■ **Exercise objective**:
Scan the entries below for the word "CallIndex" and copy every line where it turns up.
--- Data supplied Enclosed Below ---
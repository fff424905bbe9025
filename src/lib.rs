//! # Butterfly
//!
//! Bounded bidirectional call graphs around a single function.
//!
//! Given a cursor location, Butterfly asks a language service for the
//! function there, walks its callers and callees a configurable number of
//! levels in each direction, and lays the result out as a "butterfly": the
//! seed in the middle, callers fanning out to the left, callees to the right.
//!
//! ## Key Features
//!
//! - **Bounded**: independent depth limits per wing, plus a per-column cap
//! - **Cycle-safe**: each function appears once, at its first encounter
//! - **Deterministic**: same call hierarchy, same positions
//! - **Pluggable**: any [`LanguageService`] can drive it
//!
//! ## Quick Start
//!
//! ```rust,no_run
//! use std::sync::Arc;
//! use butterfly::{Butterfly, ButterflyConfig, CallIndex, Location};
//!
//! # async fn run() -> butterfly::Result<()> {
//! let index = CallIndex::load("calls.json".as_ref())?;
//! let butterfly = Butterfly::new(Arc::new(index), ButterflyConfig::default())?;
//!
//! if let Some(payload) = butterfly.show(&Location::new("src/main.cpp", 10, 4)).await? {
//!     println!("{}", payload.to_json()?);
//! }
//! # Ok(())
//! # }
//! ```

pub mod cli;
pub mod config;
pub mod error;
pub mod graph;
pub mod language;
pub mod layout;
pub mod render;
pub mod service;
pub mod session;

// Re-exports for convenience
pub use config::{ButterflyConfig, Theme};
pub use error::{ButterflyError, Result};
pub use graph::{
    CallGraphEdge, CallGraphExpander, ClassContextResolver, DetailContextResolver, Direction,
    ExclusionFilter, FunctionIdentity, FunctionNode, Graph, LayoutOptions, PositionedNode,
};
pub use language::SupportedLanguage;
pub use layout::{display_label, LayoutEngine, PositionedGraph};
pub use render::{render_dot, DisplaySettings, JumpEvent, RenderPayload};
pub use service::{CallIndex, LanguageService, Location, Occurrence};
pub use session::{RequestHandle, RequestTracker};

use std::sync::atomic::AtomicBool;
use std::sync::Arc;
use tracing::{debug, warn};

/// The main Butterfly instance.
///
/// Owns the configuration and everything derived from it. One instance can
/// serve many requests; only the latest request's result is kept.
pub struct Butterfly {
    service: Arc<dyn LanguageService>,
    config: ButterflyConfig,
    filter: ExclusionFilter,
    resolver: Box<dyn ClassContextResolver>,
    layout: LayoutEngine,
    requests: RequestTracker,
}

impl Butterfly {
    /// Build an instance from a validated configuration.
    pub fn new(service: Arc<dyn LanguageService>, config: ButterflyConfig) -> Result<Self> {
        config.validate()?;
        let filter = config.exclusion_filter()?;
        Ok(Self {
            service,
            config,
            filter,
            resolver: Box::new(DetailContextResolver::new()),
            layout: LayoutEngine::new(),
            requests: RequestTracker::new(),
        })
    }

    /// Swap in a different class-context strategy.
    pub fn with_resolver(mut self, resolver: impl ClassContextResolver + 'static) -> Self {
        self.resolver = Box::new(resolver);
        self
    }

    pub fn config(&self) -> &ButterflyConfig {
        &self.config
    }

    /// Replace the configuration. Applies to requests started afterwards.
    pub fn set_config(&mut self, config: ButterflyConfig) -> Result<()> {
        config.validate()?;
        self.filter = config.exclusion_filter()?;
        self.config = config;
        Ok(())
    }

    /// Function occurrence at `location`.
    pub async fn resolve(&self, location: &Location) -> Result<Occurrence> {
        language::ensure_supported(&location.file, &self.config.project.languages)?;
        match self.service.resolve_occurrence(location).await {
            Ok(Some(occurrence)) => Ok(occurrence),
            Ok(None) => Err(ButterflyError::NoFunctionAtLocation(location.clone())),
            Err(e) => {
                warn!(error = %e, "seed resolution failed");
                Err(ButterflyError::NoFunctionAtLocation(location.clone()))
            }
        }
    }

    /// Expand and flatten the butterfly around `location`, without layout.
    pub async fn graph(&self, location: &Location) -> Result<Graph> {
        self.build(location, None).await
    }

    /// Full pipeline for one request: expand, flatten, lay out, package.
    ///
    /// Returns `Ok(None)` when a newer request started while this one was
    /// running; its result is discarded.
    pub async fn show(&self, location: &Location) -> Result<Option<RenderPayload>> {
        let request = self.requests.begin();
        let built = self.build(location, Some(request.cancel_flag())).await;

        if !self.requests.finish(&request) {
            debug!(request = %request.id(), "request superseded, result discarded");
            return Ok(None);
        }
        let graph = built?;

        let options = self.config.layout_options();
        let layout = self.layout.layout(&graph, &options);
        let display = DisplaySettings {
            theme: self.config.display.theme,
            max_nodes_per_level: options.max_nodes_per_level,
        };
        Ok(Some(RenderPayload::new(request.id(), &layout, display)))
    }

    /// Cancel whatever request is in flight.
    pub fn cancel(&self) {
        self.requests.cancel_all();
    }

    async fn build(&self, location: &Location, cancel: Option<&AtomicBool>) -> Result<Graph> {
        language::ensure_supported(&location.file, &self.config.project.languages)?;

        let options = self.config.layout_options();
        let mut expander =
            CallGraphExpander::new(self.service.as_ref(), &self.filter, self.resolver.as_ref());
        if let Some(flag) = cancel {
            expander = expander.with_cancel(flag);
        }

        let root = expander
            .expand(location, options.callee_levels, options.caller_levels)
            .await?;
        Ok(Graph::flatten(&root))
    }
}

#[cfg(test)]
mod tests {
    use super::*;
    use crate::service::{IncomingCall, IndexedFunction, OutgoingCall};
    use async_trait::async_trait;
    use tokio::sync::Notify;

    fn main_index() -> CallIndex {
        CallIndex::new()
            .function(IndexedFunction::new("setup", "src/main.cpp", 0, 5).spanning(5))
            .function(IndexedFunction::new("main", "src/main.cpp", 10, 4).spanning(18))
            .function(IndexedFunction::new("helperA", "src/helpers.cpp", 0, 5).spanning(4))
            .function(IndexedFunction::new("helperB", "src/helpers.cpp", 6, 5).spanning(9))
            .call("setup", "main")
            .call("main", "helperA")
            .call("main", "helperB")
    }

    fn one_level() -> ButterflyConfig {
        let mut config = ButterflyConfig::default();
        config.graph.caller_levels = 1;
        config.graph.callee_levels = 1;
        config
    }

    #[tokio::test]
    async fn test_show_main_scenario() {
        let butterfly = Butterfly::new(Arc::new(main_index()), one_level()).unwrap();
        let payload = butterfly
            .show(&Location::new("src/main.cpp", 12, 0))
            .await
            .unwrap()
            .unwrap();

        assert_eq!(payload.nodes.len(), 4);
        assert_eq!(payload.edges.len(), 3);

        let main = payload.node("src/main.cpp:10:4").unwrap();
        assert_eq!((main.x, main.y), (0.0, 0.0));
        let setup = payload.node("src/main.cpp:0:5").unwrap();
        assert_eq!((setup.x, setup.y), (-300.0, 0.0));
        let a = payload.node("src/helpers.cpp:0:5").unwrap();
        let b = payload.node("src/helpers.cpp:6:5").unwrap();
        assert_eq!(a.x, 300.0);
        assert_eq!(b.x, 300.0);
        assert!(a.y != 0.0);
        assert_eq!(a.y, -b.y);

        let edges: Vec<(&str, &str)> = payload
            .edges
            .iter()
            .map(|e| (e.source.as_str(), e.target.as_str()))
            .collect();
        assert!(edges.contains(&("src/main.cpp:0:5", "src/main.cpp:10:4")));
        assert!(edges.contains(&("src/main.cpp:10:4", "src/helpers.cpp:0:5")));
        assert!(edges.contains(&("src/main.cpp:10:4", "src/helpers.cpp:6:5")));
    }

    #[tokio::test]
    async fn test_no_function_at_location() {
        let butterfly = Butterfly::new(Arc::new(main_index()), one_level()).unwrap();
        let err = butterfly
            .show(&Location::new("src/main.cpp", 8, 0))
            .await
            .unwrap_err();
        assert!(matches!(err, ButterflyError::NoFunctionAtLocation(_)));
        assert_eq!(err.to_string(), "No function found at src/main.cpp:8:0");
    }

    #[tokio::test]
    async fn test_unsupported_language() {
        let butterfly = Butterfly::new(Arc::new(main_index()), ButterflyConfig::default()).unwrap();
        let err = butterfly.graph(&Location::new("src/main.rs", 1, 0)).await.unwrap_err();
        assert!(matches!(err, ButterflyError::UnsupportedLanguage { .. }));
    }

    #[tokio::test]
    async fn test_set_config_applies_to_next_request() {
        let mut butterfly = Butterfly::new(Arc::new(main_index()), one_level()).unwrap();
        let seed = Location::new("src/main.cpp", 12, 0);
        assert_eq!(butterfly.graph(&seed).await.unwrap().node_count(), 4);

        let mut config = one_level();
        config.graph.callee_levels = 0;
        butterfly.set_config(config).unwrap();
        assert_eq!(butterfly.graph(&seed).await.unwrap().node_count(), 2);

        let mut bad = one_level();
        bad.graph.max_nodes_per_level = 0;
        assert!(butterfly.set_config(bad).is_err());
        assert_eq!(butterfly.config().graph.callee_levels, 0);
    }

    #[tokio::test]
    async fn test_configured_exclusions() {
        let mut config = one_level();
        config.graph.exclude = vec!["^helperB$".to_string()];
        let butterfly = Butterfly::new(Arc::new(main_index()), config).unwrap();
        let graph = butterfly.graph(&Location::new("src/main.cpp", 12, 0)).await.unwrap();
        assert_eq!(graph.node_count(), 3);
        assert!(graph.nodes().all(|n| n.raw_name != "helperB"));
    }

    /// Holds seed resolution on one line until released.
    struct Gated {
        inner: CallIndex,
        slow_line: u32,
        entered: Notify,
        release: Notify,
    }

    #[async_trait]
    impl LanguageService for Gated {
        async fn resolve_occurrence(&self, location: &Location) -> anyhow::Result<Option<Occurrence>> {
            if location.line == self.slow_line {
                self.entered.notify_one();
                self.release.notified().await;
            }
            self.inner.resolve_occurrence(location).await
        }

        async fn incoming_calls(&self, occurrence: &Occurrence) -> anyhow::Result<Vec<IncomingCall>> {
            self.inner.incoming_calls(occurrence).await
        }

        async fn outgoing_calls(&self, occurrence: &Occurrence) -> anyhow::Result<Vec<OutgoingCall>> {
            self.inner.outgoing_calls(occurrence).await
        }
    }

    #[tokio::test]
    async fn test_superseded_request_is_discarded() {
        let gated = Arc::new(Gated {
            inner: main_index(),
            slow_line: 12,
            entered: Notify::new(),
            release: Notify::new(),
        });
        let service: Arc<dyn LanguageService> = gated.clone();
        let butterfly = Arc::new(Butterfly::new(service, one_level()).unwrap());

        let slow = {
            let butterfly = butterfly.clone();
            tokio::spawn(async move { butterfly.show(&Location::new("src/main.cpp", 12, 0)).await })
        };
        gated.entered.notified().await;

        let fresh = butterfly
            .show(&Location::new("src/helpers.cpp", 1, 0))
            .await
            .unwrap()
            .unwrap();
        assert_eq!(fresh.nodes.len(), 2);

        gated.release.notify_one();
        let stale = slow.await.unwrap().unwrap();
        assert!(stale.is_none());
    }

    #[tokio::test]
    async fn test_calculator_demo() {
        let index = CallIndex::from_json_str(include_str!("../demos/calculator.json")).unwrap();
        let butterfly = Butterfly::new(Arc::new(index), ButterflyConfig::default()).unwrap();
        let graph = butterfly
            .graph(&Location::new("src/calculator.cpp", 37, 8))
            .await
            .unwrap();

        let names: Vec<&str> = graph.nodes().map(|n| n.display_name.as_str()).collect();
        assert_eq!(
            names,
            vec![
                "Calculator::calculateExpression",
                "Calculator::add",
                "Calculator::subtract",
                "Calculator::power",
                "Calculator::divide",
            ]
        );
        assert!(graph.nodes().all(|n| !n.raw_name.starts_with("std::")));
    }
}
--- End of Enclosed Data supplied ---
--- Data supplied Enclosed Below ---
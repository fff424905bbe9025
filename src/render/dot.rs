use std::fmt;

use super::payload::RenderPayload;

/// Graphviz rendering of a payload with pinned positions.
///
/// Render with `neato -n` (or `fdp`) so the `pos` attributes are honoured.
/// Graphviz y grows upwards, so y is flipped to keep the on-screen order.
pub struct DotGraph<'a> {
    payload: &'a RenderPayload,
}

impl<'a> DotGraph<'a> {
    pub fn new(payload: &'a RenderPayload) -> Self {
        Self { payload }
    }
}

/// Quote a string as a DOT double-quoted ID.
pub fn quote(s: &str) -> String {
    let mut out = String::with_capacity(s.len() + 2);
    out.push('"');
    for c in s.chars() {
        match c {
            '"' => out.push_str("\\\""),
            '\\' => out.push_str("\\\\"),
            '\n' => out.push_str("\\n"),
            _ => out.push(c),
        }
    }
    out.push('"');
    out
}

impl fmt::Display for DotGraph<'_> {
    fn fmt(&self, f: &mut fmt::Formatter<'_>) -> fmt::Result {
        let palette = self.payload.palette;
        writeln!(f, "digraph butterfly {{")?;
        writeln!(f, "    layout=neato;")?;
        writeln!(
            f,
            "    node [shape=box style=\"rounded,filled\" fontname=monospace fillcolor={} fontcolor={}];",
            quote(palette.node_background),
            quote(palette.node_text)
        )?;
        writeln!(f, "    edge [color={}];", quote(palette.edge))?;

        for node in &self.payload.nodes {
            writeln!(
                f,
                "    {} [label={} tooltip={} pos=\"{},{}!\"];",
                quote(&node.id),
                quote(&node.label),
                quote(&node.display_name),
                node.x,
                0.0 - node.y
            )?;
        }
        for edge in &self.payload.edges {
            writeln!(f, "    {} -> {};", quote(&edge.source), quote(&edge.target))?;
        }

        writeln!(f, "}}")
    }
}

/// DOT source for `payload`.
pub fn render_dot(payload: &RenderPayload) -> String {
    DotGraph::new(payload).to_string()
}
--- End of Enclosed Data supplied ---
■ **Output for this exercise**:
//! use butterfly::{Butterfly, ButterflyConfig, CallIndex, Location};
//! let index = CallIndex::load("calls.json".as_ref())?;
pub use service::{CallIndex, LanguageService, Location, Occurrence};
    fn main_index() -> CallIndex {
        CallIndex::new()
        inner: CallIndex,
        let index = CallIndex::from_json_str(include_str!("../demos/calculator.json")).unwrap();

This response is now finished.